Since Havdallah is in two phases this week, some shuls recite the Borei Me’orei HaEish just before Eichah is read. Others have the custom of reciting the berachah at home.
It is a time to avoid excess socializing or going for walks, etc.
Zemiros, meat, and wine are permitted for all three meals.
What about the daf yomi? One can learn Torah before chatzos on Shabbos (in New York, 1:01 p.m.) but afterward it is a bit of a debate. One may, however, fulfill the mitzvah of reading the parashah twice in Hebrew and once in Targum.
One may also learn the Gemaras that are permitted to be learned on a regular Tishah B’Av.
One can drink wine, eat meat, and bentch with a mezuman. One must stop eating and drinking before shekiyah. Mayim acharonim should also be done before sundown.
It is still permitted to wear shoes and sit on chairs after sundown. But once the Borchu of Ma’ariv is recited, these two prohibitions begin as well. There is no melaveh malkah.
If necessary, one may drink water before the Sunday-night Havdallah, but one may not eat. Meat, wine (except for Havdallah), and music are forbidden until Monday morning. Haircuts and laundry are permitted on Sunday night.
When Havdallah is recited on Sunday night, neither the spices nor the Havdallah candle is used. Only the berachah on wine is recited, followed by the berachah of “HaMavdil Bein Kodesh l’chol.”

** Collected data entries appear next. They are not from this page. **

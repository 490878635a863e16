//! # Audio Output Conversion
//!
//! The host's audio device pulls bytes through `fill_audio_buffer`. Decoded
//! blocks are popped from the audio stream's regular frame queue, remapped to
//! the device channel count, resampled with rubato when the rates differ and
//! written in the device sample format. Underruns are padded with silence.
//!
//! Each fill also moves the audio clocks: the decode clock is the end time of
//! the newest block popped, the play clock subtracts what is still buffered
//! here.

use std::collections::VecDeque;
use std::sync::atomic::{AtomicBool, Ordering};
use std::sync::Arc;

use rubato::{FastFixedIn, PolynomialDegree, ResampleError, Resampler, ResamplerConstructionError};
use serde::{Deserialize, Serialize};
use thiserror::Error;
use tracing::debug;

use crate::decode::{AudioBlock, FramePayload};
use crate::stream_unit::StreamUnit;
use crate::sync::{ClockSet, Pts};

const RESAMPLER_CHUNK_FRAMES: usize = 1024;

#[derive(Debug, Error)]
pub enum AudioError {
    #[error("Invalid audio format: {0}")]
    InvalidFormat(String),
    #[error("Resampler setup failed: {0}")]
    ResamplerSetup(#[from] ResamplerConstructionError),
    #[error("Resampling failed: {0}")]
    Resample(#[from] ResampleError),
}

#[derive(Debug, Clone, Copy, PartialEq, Eq, Serialize, Deserialize)]
pub enum SampleFormat {
    U8,
    S16,
    S32,
    S64,
    F32,
    F64,
}

impl SampleFormat {
    pub fn bytes(&self) -> usize {
        match self {
            Self::U8 => 1,
            Self::S16 => 2,
            Self::S32 | Self::F32 => 4,
            Self::S64 | Self::F64 => 8,
        }
    }
}

/// Format the host device expects, interleaved
#[derive(Debug, Clone, Copy, PartialEq, Eq, Serialize, Deserialize)]
pub struct AudioFormat {
    pub sample_rate: u32,
    pub channels: u16,
    pub sample_format: SampleFormat,
}

impl AudioFormat {
    pub fn new(sample_rate: u32, channels: u16, sample_format: SampleFormat) -> Self {
        Self {
            sample_rate,
            channels,
            sample_format,
        }
    }

    pub fn bytes_per_frame(&self) -> usize {
        self.channels as usize * self.sample_format.bytes()
    }

    fn validate(&self) -> Result<(), AudioError> {
        if self.sample_rate == 0 || self.channels == 0 {
            return Err(AudioError::InvalidFormat(format!(
                "{} Hz, {} channels",
                self.sample_rate, self.channels
            )));
        }
        Ok(())
    }
}

// ============================================================================
// Resampling
// ============================================================================

struct StreamResampler {
    source_rate: u32,
    target_rate: u32,
    channels: usize,
    inner: FastFixedIn<f32>,
    /// Planar input waiting for a full resampler chunk
    input: Vec<Vec<f32>>,
}

impl StreamResampler {
    fn new(source_rate: u32, target_rate: u32, channels: usize) -> Result<Self, AudioError> {
        let ratio = target_rate as f64 / source_rate as f64;
        let inner = FastFixedIn::<f32>::new(ratio, 1.1, PolynomialDegree::Linear, RESAMPLER_CHUNK_FRAMES, channels)?;
        debug!(target: "cadence::audio", source_rate, target_rate, channels, "resampler created");
        Ok(Self {
            source_rate,
            target_rate,
            channels,
            inner,
            input: vec![Vec::new(); channels],
        })
    }

    fn matches(&self, source_rate: u32, target_rate: u32, channels: usize) -> bool {
        self.source_rate == source_rate && self.target_rate == target_rate && self.channels == channels
    }

    fn process(&mut self, planar: Vec<Vec<f32>>) -> Result<Vec<Vec<f32>>, AudioError> {
        for (buffered, data) in self.input.iter_mut().zip(planar) {
            buffered.extend(data);
        }
        let mut output = vec![Vec::new(); self.channels];
        loop {
            let needed = self.inner.input_frames_next();
            if self.input.first().map_or(0, Vec::len) < needed {
                break;
            }
            let chunk: Vec<&[f32]> = self.input.iter().map(|channel| &channel[..needed]).collect();
            let produced = self.inner.process(&chunk, None)?;
            for (out, data) in output.iter_mut().zip(produced) {
                out.extend(data);
            }
            for channel in &mut self.input {
                channel.drain(..needed);
            }
        }
        Ok(output)
    }

    /// Input frames held back, expressed at the output rate
    fn buffered_output_frames(&self) -> f64 {
        let frames = self.input.first().map_or(0, Vec::len);
        frames as f64 * self.target_rate as f64 / self.source_rate as f64
    }
}

// ============================================================================
// Audio output
// ============================================================================

pub(crate) struct AudioOutput {
    /// Converted samples (device rate and channel count) not yet written
    pending: VecDeque<f32>,
    pending_channels: usize,
    resampler: Option<StreamResampler>,
    decode_clock: Pts,
    /// Set by the audio queue listener when the queue was cleared
    discard: Arc<AtomicBool>,
}

impl AudioOutput {
    pub(crate) fn new(discard: Arc<AtomicBool>) -> Self {
        Self {
            pending: VecDeque::new(),
            pending_channels: 0,
            resampler: None,
            decode_clock: Pts::Unset,
            discard,
        }
    }

    pub(crate) fn reset(&mut self) {
        self.pending.clear();
        self.resampler = None;
        self.decode_clock = Pts::Unset;
    }

    /// Fill `buffer` completely, silence where no audio is available.
    pub(crate) fn fill(
        &mut self,
        buffer: &mut [u8],
        format: &AudioFormat,
        unit: &StreamUnit,
        clocks: &ClockSet,
    ) -> Result<(), AudioError> {
        format.validate()?;
        let channels = format.channels as usize;
        if self.discard.swap(false, Ordering::SeqCst) || self.pending_channels != channels {
            self.reset();
            self.pending_channels = channels;
        }

        let sample_bytes = format.sample_format.bytes();
        let wanted = buffer.len() / sample_bytes;
        while self.pending.len() < wanted {
            let Some(frame) = unit.pop_frame() else {
                break;
            };
            let FramePayload::Audio(block) = frame.payload else {
                continue;
            };
            self.convert(&block, format)?;
            if let Pts::Secs(start) = frame.pts {
                self.decode_clock = Pts::Secs(start + block.duration_secs());
            }
        }

        let mut samples = buffer.chunks_exact_mut(sample_bytes);
        for slot in &mut samples {
            let sample = self.pending.pop_front().unwrap_or(0.0);
            write_sample(slot, sample, format.sample_format);
        }
        let tail = samples.into_remainder();
        tail.fill(if format.sample_format == SampleFormat::U8 { 0x80 } else { 0 });

        clocks.set_audio_decode(self.decode_clock);
        if let Pts::Secs(decoded) = self.decode_clock {
            let buffered_frames = self.pending.len() as f64 / channels as f64
                + self.resampler.as_ref().map_or(0.0, StreamResampler::buffered_output_frames);
            clocks.set_audio_play(Pts::Secs(decoded - buffered_frames / format.sample_rate as f64));
        }
        Ok(())
    }

    fn convert(&mut self, block: &AudioBlock, format: &AudioFormat) -> Result<(), AudioError> {
        let channels = format.channels as usize;
        let planar = remap_channels(block, channels);
        if block.sample_rate == format.sample_rate || block.sample_rate == 0 {
            self.interleave(&planar);
            return Ok(());
        }

        let stale = self
            .resampler
            .as_ref()
            .map_or(true, |resampler| !resampler.matches(block.sample_rate, format.sample_rate, channels));
        if stale {
            self.resampler = Some(StreamResampler::new(block.sample_rate, format.sample_rate, channels)?);
        }
        if let Some(resampler) = self.resampler.as_mut() {
            let resampled = resampler.process(planar)?;
            self.interleave(&resampled);
        }
        Ok(())
    }

    fn interleave(&mut self, planar: &[Vec<f32>]) {
        let frames = planar.first().map_or(0, Vec::len);
        for index in 0..frames {
            for channel in planar {
                self.pending.push_back(channel[index]);
            }
        }
    }
}

/// Split interleaved samples into `target` planar channels.
///
/// Mono is duplicated, downmix to mono averages, other layouts reuse source
/// channels in order.
fn remap_channels(block: &AudioBlock, target: usize) -> Vec<Vec<f32>> {
    let source = block.channels as usize;
    let frames = block.frames();
    let mut planar = vec![Vec::with_capacity(frames); target];
    if source == 0 {
        return planar;
    }
    for frame in block.samples.chunks_exact(source) {
        match (source, target) {
            (1, _) => planar.iter_mut().for_each(|channel| channel.push(frame[0])),
            (_, 1) => planar[0].push(frame.iter().sum::<f32>() / source as f32),
            _ => {
                for (index, channel) in planar.iter_mut().enumerate() {
                    channel.push(frame[index % source]);
                }
            }
        }
    }
    planar
}

fn write_sample(slot: &mut [u8], sample: f32, format: SampleFormat) {
    let sample = sample.clamp(-1.0, 1.0);
    match format {
        SampleFormat::U8 => slot[0] = (sample * 127.0 + 128.0).round() as u8,
        SampleFormat::S16 => slot.copy_from_slice(bytemuck::bytes_of(&((sample * i16::MAX as f32) as i16))),
        SampleFormat::S32 => slot.copy_from_slice(bytemuck::bytes_of(&((sample as f64 * i32::MAX as f64) as i32))),
        SampleFormat::S64 => slot.copy_from_slice(bytemuck::bytes_of(&((sample as f64 * i64::MAX as f64) as i64))),
        SampleFormat::F32 => slot.copy_from_slice(bytemuck::bytes_of(&sample)),
        SampleFormat::F64 => slot.copy_from_slice(bytemuck::bytes_of(&(sample as f64))),
    }
}

#[cfg(test)]
mod tests {
    use super::*;

    fn block(rate: u32, channels: u16, frames: usize, value: f32) -> AudioBlock {
        AudioBlock {
            sample_rate: rate,
            channels,
            samples: vec![value; frames * channels as usize],
        }
    }

    #[test]
    fn test_sample_format_sizes() {
        let format = AudioFormat::new(48_000, 2, SampleFormat::S16);
        assert_eq!(format.bytes_per_frame(), 4);
        assert_eq!(SampleFormat::F64.bytes(), 8);
        assert!(AudioFormat::new(0, 2, SampleFormat::F32).validate().is_err());
    }

    #[test]
    fn test_write_sample_formats() {
        let mut byte = [0u8; 1];
        write_sample(&mut byte, 0.0, SampleFormat::U8);
        assert_eq!(byte[0], 128);

        let mut s16 = [0u8; 2];
        write_sample(&mut s16, 1.0, SampleFormat::S16);
        assert_eq!(i16::from_ne_bytes(s16), i16::MAX);

        let mut f32_bytes = [0u8; 4];
        write_sample(&mut f32_bytes, 0.5, SampleFormat::F32);
        assert_eq!(f32::from_ne_bytes(f32_bytes), 0.5);

        let mut f64_bytes = [0u8; 8];
        write_sample(&mut f64_bytes, -2.0, SampleFormat::F64);
        assert_eq!(f64::from_ne_bytes(f64_bytes), -1.0);
    }

    #[test]
    fn test_channel_remap() {
        let mono = remap_channels(&block(48_000, 1, 4, 0.5), 2);
        assert_eq!(mono.len(), 2);
        assert_eq!(mono[1], vec![0.5; 4]);

        let stereo = AudioBlock {
            sample_rate: 48_000,
            channels: 2,
            samples: vec![1.0, 0.0, 1.0, 0.0],
        };
        let down = remap_channels(&stereo, 1);
        assert_eq!(down[0], vec![0.5, 0.5]);
    }

    #[test]
    fn test_resampler_changes_frame_count() {
        let mut resampler = StreamResampler::new(24_000, 48_000, 1).unwrap();
        let output = resampler.process(vec![vec![0.25; 4_096]]).unwrap();
        assert_eq!(output.len(), 1);
        assert!(output[0].len() > 4_096);
    }
}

General Practices Of Tishah B’Av
Because the loss of the Beis HaMikdash was a national tragedy, the halachos of Tishah B’Av combine the laws of Yom Kippur and the laws of mourning.
Thus, we apply the five inuyim of Yom Kippur:
• No eating or drinking
• No washing
• No anointing
• No wearing leather shoes
• No marital relations (nor on Shabbos Tishah B’Av)
In addition to the Yom Kippur inuyim:
• We are not permitted to study Torah except for the passages that bring us to sadness
• We do not extend greetings to others
• We do not work
• We do not sit on a chair
The latter two, however, may be performed after chatzos (halachic noon).
When one does need to wash hands, such as after going to the restroom, one washes just until the knuckles.
When sleeping at night, one should be less comfortable than one is accustomed to being (S.A. 555:2). Thus, if one generally sleeps with two pillows, one pillow should be removed. A pregnant woman, however, does not have to do this if she will be uncomfortable.
Customs in shul. In shul the custom is to dim the lights, based upon the verse in Eichah (3:6) “He placed me in darkness.” We also remove the curtain from the ark that covers the sefer Torah. This is on account of the Midrash that interprets the verse in Eichah (2:17) “He tore His royal garments.” After Ma’ariv, Eichah is read and then a number of Kinos are recited.
During the day, additional Kinos are recited. It is the custom to recite them until halachic noon, so that one will not come to do work before then (S.A. O.C. 559:3 M.B. 13).
Men do not put on the tallis and tefilla in for Shacharis, but instead put them on in the afternoon for Minchah. This is based upon the Midrash (Vayikra Rabbah 6) that states “Betza imraso—He carried out His words (Eichah 2:17), He threw out His precious cloth: This refers to tallis. Hishlich mi’shamayim eretz tiferes Yisrael—He threw earthward from Heaven the glory of Israel (Eichah 2:1): This refers to tefillin.”
Nine Day Basics Reviewed by Harav Shmuel Y. Felder shlit”a and Harav Yaakov E. Forchheimer shlit”a and written by R, Shlomi Dickman
The following activities are somewhat restricted during the Nine Days (in addition to the 3 Weeks restrictions): Bathing, eating meat and drinking wine, doing laundry, wearing new, fresh or Shabbos clothing, shopping for clothing, general shopping, sewing new clothing, planting, and construction. Some poskim prohibit cutting nails in the Week of Tisha B’Av. We will discuss several of these restrictions.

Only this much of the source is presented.